**What to produce**: Entries follow. Return each line that contains the word "sources".

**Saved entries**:
//! Core data model for the conversion pipeline

use serde::{Deserialize, Serialize};
use std::path::{Path, PathBuf};
use std::sync::Arc;

/// Target loudness filter applied when normalization is requested
pub const NORMALIZE_FILTER: &str = "loudnorm=I=-14:LRA=11:TP=-1.0";

/// Input extensions accepted into a selection
pub const AUDIO_EXTENSIONS: &[&str] = &[
    "wav", "wave", "aif", "aiff", "flac", "mp3", "m4a", "aac", "ogg", "oga", "opus", "wma",
    "alac", "caf",
];

/// Whether a file extension is accepted as audio input
pub fn is_audio_extension(ext: &str) -> bool {
    let lower = ext.to_ascii_lowercase();
    AUDIO_EXTENSIONS.contains(&lower.as_str())
}

/// Where an input's content comes from
#[derive(Debug, Clone)]
pub enum FileSource {
    /// A persistent filesystem path the engine can read directly
    Path(PathBuf),
    /// An in-memory byte copy from an ephemeral source
    Bytes(Arc<[u8]>),
}

/// One user-selected input file
///
/// Identity is stable across re-selection so duplicates can be rejected:
/// path-derived for persistent sources, name+size+mtime for ephemeral byte
/// sources. Immutable after creation.
#[derive(Debug, Clone)]
pub struct FileItem {
    /// Stable identity within a selection
    pub id: String,
    /// Display name (file name, no directory)
    pub name: String,
    /// Content source
    pub source: FileSource,
}

impl FileItem {
    /// Create an item backed by a persistent filesystem path
    pub fn from_path(path: impl Into<PathBuf>) -> Self {
        let path = path.into();
        let name = path
            .file_name()
            .map(|n| n.to_string_lossy().into_owned())
            .unwrap_or_else(|| path.to_string_lossy().into_owned());
        Self {
            id: format!("path:{}", path.to_string_lossy()),
            name,
            source: FileSource::Path(path),
        }
    }

    /// Create an item backed by an in-memory byte copy
    ///
    /// `modified_ms` is the source's modification time in milliseconds,
    /// used only to build a stable identity.
    pub fn from_bytes(name: impl Into<String>, bytes: Vec<u8>, modified_ms: i64) -> Self {
        let name = name.into();
        Self {
            id: format!("mem:{}:{}:{}", name, bytes.len(), modified_ms),
            name,
            source: FileSource::Bytes(bytes.into()),
        }
    }

    /// Filesystem path, when this item has a persistent source
    pub fn path(&self) -> Option<&Path> {
        match &self.source {
            FileSource::Path(p) => Some(p),
            FileSource::Bytes(_) => None,
        }
    }

    /// In-memory bytes, when this item has an ephemeral source
    pub fn bytes(&self) -> Option<&[u8]> {
        match &self.source {
            FileSource::Path(_) => None,
            FileSource::Bytes(b) => Some(b),
        }
    }
}

/// The active selection list
///
/// Owns its items exclusively; duplicate identities are rejected at
/// insertion.
#[derive(Debug, Default)]
pub struct Selection {
    items: Vec<FileItem>,
}

impl Selection {
    pub fn new() -> Self {
        Self::default()
    }

    /// Insert an item, rejecting duplicates by identity
    ///
    /// Returns `false` when an item with the same identity is already
    /// selected.
    pub fn insert(&mut self, item: FileItem) -> bool {
        if self.items.iter().any(|existing| existing.id == item.id) {
            return false;
        }
        self.items.push(item);
        true
    }

    /// Drop every selected item
    pub fn clear(&mut self) {
        self.items.clear();
    }

    pub fn len(&self) -> usize {
        self.items.len()
    }

    pub fn is_empty(&self) -> bool {
        self.items.is_empty()
    }

    /// Items in selection order
    pub fn items(&self) -> &[FileItem] {
        &self.items
    }
}

/// Immutable per-batch conversion options
///
/// The target format is fixed (mono, 48 kHz, signed 16-bit PCM WAV); only
/// loudness normalization is user-selectable. Captured once when a batch
/// starts and invariant for its duration.
#[derive(Debug, Clone, Serialize, Deserialize)]
pub struct ConversionOptions {
    /// Target channel count
    pub channels: u32,
    /// Target sample rate in Hz
    pub sample_rate: u32,
    /// Target sample format (ffmpeg `-sample_fmt` name)
    pub sample_format: String,
    /// Apply the loudness normalization filter
    pub normalize: bool,
}

impl ConversionOptions {
    pub fn new(normalize: bool) -> Self {
        Self {
            channels: 1,
            sample_rate: 48_000,
            sample_format: "s16".to_string(),
            normalize,
        }
    }
}

impl Default for ConversionOptions {
    fn default() -> Self {
        Self::new(false)
    }
}

/// User decision for one conflicting output name
#[derive(Debug, Clone, Copy, PartialEq, Eq, Serialize, Deserialize)]
#[serde(rename_all = "kebab-case")]
pub enum ConflictDecision {
    /// Overwrite the conflicting output for this item
    OverwriteCurrent,
    /// Overwrite this and every later conflict in the batch
    OverwriteAll,
    /// Keep the existing file; give this item a disambiguated name
    Skip,
    /// Abort the whole batch
    Cancel,
}

/// Accumulated outcome of one driver run
#[derive(Debug, Clone, Copy, Default, PartialEq, Eq)]
pub struct BatchResult {
    /// Items successfully converted and placed, in order
    pub converted: usize,
}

**Solved exercise**:
/// path-derived for persistent sources, name+size+mtime for ephemeral byte
/// sources. Immutable after creation.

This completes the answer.